Malattie ultra-rare, migliorare la legge sui farmaci orfani e la ricerca

(foto di Arek Socha da Pixabay)

È una incidenza inferiore a 1 caso ogni 1.000.000 di abitanti a definire una patologia ultra-rara: ciò significa che in Italia questi pazienti sono poche decine e anche che spesso le diagnosi sono lunghe e difficili da raggiungere e, anche quando arrivano, non portano a cure certe.
La ricerca ha bisogno di alti numeri per raggiungere risultati e dare risposte.
Eppure, alle volte si riesce a individuare una terapia o un iter diagnostico più rapido: sono le associazioni dei pazienti affetti da queste malattie ultra-rare a far sentire la propria voce in nome di tutti gli altri, accendendo un confronto necessario se si vuole che anche le agenzie regolatorie facciano il proprio.
È tempo di revisionare il Regolamento (CE) sui farmaci orfani, il n. 141/2000, è quindi occasione per tenere conto anche di queste patologie ultra-rare e per produrre una normativa sempre più capace di rispondere anche alle loro necessità mediche.

Armando Magrelli, vice chair of Committee Orphan Medicinal Products, Agenzia Europea per i medicinali-Ema, assicura: «gli unmet needs dei pazienti senza alternative di trattamento rappresentano una priorità per le istituzioni europee. Per questa ragione, nel 2016, è stato ideato Prime-PRIority MEdicines, con l’obiettivo appunto di supportare lo sviluppo di queste terapie».

Il progetto ha dato i suoi primi risultati, raccontati dallo stesso Magrelli: «i dati relativi ai primi cinque anni sono stati di recente pubblicati dimostrando l’impatto positivo generato da questo programma in tema di autorizzazione all’immissione in commercio di nuovi medicinali e di riduzione delle relative tempistiche».

È tempo anche per cambiare qualcosa nel nostro Paese. La senatrice Paola Binetti, presidente Intergruppo Parlamentare per le Malattie Rare, sottolinea che «nel PNRR sono previsti 7 miliardi per le reti di prossimità, le strutture e la telemedicina per l’assistenza sanitaria territoriale e 8,63 miliardi per l’innovazione, la ricerca e la digitalizzazione del SSN. Non abbiamo più giustificazioni per non sostenere la ricerca anche in questo senso».
L’importanza di fare ricerca in questa direzione è chiara: a parte la rarità di queste condizioni mediche, è importante sottolineare anche che sono per lo più patologie gravi e invalidanti, a esordio infantile e spesso portano a morte in giovane età.

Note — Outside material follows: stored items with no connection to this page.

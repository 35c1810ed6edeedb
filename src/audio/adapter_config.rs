//! Adapter configuration file loader.
//!
//! The JSON file lists the adapters a board exposes. Each entry names its
//! class (`primary`, `hdmi`, `usb`, `bt`), the ALSA card id it lives on,
//! an optional DAI id and, for the primary codec, the simple mixer controls
//! used for render and capture volume.

use std::fmt;
use std::fs;
use std::path::Path;

use serde::Deserialize;
use serde_json::Value;

use crate::error::{HalError, Result};

/// Upper bound on configured adapters (and on most other card tables).
pub const MAX_CARD_NUM: usize = 8;
/// Upper bound on adapters of a single class.
pub const AUDIO_MAX_CARD_NUM: usize = 8;
/// Names must be strictly shorter than this.
pub const CARD_ID_LEN_MAX: usize = 32;
pub const MIXER_CTL_MAX_NUM: usize = 64;
/// Mixer control names must be strictly shorter than this.
pub const ALSA_CTL_NAME_LEN: usize = 64;

const MIXER_CTL_VOLUME: &str = "simple_mixer_ctl_volume";

#[derive(Debug, Clone, Copy, PartialEq, Eq, Hash)]
pub enum CardClass {
    Primary,
    Hdmi,
    Usb,
    Bt,
}

impl CardClass {
    pub const ALL: [CardClass; 4] = [Self::Primary, Self::Hdmi, Self::Usb, Self::Bt];

    /// Exact class names only; `"primary0"` is not a class.
    pub fn from_name(name: &str) -> Option<Self> {
        match name {
            "primary" => Some(Self::Primary),
            "hdmi" => Some(Self::Hdmi),
            "usb" => Some(Self::Usb),
            "bt" => Some(Self::Bt),
            _ => None,
        }
    }

    pub fn as_str(self) -> &'static str {
        match self {
            Self::Primary => "primary",
            Self::Hdmi => "hdmi",
            Self::Usb => "usb",
            Self::Bt => "bt",
        }
    }

    fn index(self) -> usize {
        match self {
            Self::Primary => 0,
            Self::Hdmi => 1,
            Self::Usb => 2,
            Self::Bt => 3,
        }
    }
}

impl fmt::Display for CardClass {
    fn fmt(&self, f: &mut fmt::Formatter<'_>) -> fmt::Result {
        f.write_str(self.as_str())
    }
}

/// One configured adapter.
#[derive(Debug, Clone, PartialEq, Eq)]
pub struct AdapterEntry {
    pub name: String,
    /// ALSA card id (`/proc/asound/cards` short name)
    pub card_id: String,
    pub dai_id: Option<String>,
    pub render_controls: Vec<String>,
    pub capture_controls: Vec<String>,
}

/// Configured adapters grouped by class, in file order within a class.
#[derive(Debug, Clone, Default)]
pub struct AdapterTable {
    slots: [Vec<AdapterEntry>; 4],
    configured: usize,
}

#[derive(Deserialize)]
struct RawDocument {
    adapters: Option<Value>,
}

#[derive(Deserialize)]
struct RawAdapter {
    name: Option<Value>,
    #[serde(rename = "cardId")]
    card_id: Option<Value>,
    #[serde(rename = "daiId")]
    dai_id: Option<Value>,
    #[serde(rename = "simple_mixer_ctl_volume")]
    volume: Option<Value>,
}

#[derive(Deserialize)]
struct RawVolumeControls {
    playback: Option<Vec<RawControl>>,
    capture: Option<Vec<RawControl>>,
}

#[derive(Deserialize)]
struct RawControl {
    name: String,
}

/// Read and parse the adapter file at `path`.
///
/// Files that are empty or larger than `max_bytes` are refused before parsing.
pub fn load_adapter_config(path: &Path, max_bytes: u64) -> Result<AdapterTable> {
    let path = fs::canonicalize(path)?;
    let size = fs::metadata(&path)?.len();
    if size == 0 {
        return Err(HalError::InvalidConfig(format!(
            "{} is empty",
            path.display()
        )));
    }
    if size > max_bytes {
        return Err(HalError::InvalidConfig(format!(
            "{} is {} bytes, limit is {}",
            path.display(),
            size,
            max_bytes
        )));
    }

    let text = fs::read_to_string(&path)?;
    let table = AdapterTable::from_json_str(&text)?;
    log::info!(
        "Loaded {} adapter(s) from {}",
        table.configured_count(),
        path.display()
    );
    Ok(table)
}

/// Names start with a letter and continue with letters, digits, `_` or `-`.
pub fn check_name(name: &str) -> Result<()> {
    let len = name.len();
    if len == 0 || len >= CARD_ID_LEN_MAX {
        return Err(HalError::InvalidName(name.to_string()));
    }
    let mut chars = name.chars();
    let leading_alpha = chars.next().is_some_and(|c| c.is_ascii_alphabetic());
    let rest_ok = chars.all(|c| c.is_ascii_alphanumeric() || c == '_' || c == '-');
    if leading_alpha && rest_ok {
        Ok(())
    } else {
        Err(HalError::InvalidName(name.to_string()))
    }
}

fn required_name(value: Option<&Value>, field: &str) -> Result<String> {
    let text = value
        .and_then(Value::as_str)
        .ok_or_else(|| HalError::InvalidConfig(format!("missing string field {}", field)))?;
    check_name(text)?;
    Ok(text.to_string())
}

fn control_names(list: Option<Vec<RawControl>>, stream: &str) -> Result<Vec<String>> {
    let list = list.ok_or_else(|| {
        HalError::InvalidConfig(format!("{} has no {} list", MIXER_CTL_VOLUME, stream))
    })?;
    if list.len() > MIXER_CTL_MAX_NUM {
        return Err(HalError::InvalidConfig(format!(
            "{} {} controls, at most {} supported",
            list.len(),
            stream,
            MIXER_CTL_MAX_NUM
        )));
    }
    list.into_iter()
        .map(|ctl| {
            if ctl.name.len() >= ALSA_CTL_NAME_LEN {
                Err(HalError::InvalidConfig(format!(
                    "mixer control name too long: {}",
                    ctl.name
                )))
            } else {
                Ok(ctl.name)
            }
        })
        .collect()
}

impl AdapterTable {
    pub fn from_json_str(text: &str) -> Result<Self> {
        let doc: RawDocument = serde_json::from_str(text)?;
        let adapters = match doc.adapters {
            Some(Value::Array(adapters)) => adapters,
            Some(_) => return Err(HalError::InvalidConfig("adapters is not an array".into())),
            None => return Err(HalError::InvalidConfig("no adapters object".into())),
        };
        if adapters.is_empty() {
            return Err(HalError::InvalidConfig("adapters array is empty".into()));
        }
        if adapters.len() > MAX_CARD_NUM {
            log::error!(
                "Read {} adapters, the limit is {}",
                adapters.len(),
                MAX_CARD_NUM
            );
            return Err(HalError::TooManyCards(MAX_CARD_NUM));
        }

        let mut table = Self::default();
        for (i, adapter) in adapters.into_iter().enumerate() {
            let entry = parse_adapter(adapter).map_err(|e| {
                log::error!("Adapter {} rejected: {}", i, e);
                e
            })?;
            table.insert(entry)?;
        }
        table.configured = table.slots.iter().map(Vec::len).sum();
        log::debug!("Configured adapters: {}", table.configured);
        Ok(table)
    }

    fn insert(&mut self, entry: AdapterEntry) -> Result<()> {
        let class = CardClass::from_name(&entry.name)
            .ok_or_else(|| HalError::UnknownAdapter(entry.name.clone()))?;
        let slots = &mut self.slots[class.index()];
        if slots.len() >= AUDIO_MAX_CARD_NUM {
            return Err(HalError::InvalidConfig(format!(
                "at most {} {} adapters are supported",
                AUDIO_MAX_CARD_NUM, class
            )));
        }
        slots.push(entry);
        Ok(())
    }

    pub fn class_slots(&self, class: CardClass) -> &[AdapterEntry] {
        &self.slots[class.index()]
    }

    pub fn configured_count(&self) -> usize {
        self.configured
    }

    pub fn is_empty(&self) -> bool {
        self.configured == 0
    }

    pub fn iter(&self) -> impl Iterator<Item = (CardClass, &AdapterEntry)> {
        CardClass::ALL
            .into_iter()
            .flat_map(move |class| self.class_slots(class).iter().map(move |e| (class, e)))
    }
}

fn parse_adapter(value: Value) -> Result<AdapterEntry> {
    let raw: RawAdapter = serde_json::from_value(value)?;
    let name = required_name(raw.name.as_ref(), "name")?;
    let card_id = required_name(raw.card_id.as_ref(), "cardId")?;
    // Not all cards have a DAI id; a bad one is simply ignored.
    let dai_id = raw
        .dai_id
        .as_ref()
        .and_then(Value::as_str)
        .filter(|dai| check_name(dai).is_ok())
        .map(str::to_string);

    let class =
        CardClass::from_name(&name).ok_or_else(|| HalError::UnknownAdapter(name.clone()))?;

    let (render_controls, capture_controls) = if class == CardClass::Primary {
        let volume = raw.volume.ok_or_else(|| {
            HalError::InvalidConfig(format!("primary adapter has no {}", MIXER_CTL_VOLUME))
        })?;
        let controls: RawVolumeControls = serde_json::from_value(volume)?;
        (
            control_names(controls.playback, "playback")?,
            control_names(controls.capture, "capture")?,
        )
    } else {
        (Vec::new(), Vec::new())
    };

    Ok(AdapterEntry {
        name,
        card_id,
        dai_id,
        render_controls,
        capture_controls,
    })
}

«Inoltre, la bassa incidenza spesso influisce sulla ricerca di nuove e efficaci terapie rendendo difficile l’arruolamento dei pazienti negli studi clinici e il raggiungimento dei numeri richiesti per l’interpretazione della validità dei dati dello studio», sottolinea Carlo Dionisi Vici, responsabile UOC Malattie Metaboliche, Dipartimento di Medicina Pediatrica, Ospedale Pediatrico Bambino Gesù di Roma, confermando quanto già accennato. Se non ulteriormente supportata, la ricerca di farmaci per queste malattie può richiedere tempi anche molto lunghi.

A incidere sulla prognosi è poi il ritardo diagnostico: quando i medici sanno con cosa hanno a che fare, possono mettere in moto tutto il loro sapere e i mezzi a disposizione per trattare il paziente, ma prima sono quasi bloccati. In questo senso, lo screening metabolico neonatale è un valido aiuto, almeno per le malattie metaboliche, perché permette di iniziare i trattamenti da subito, o di avviare i bambini verso sperimentazioni cliniche già in atto. Se ci sono. Similmente, si vorrebbe introdurre uno screening genetico per individuare precocemente le encefalopatie epilettiche e i quadri complessi di autismo: ciò permetterebbe di anticipare le cure. Sembra che tra i casi di encefalopatie epilettiche circa il 75% non venga diagnosticato. Insomma, le associazioni chiedono che la politica si faccia davvero carico anche di questi pazienti.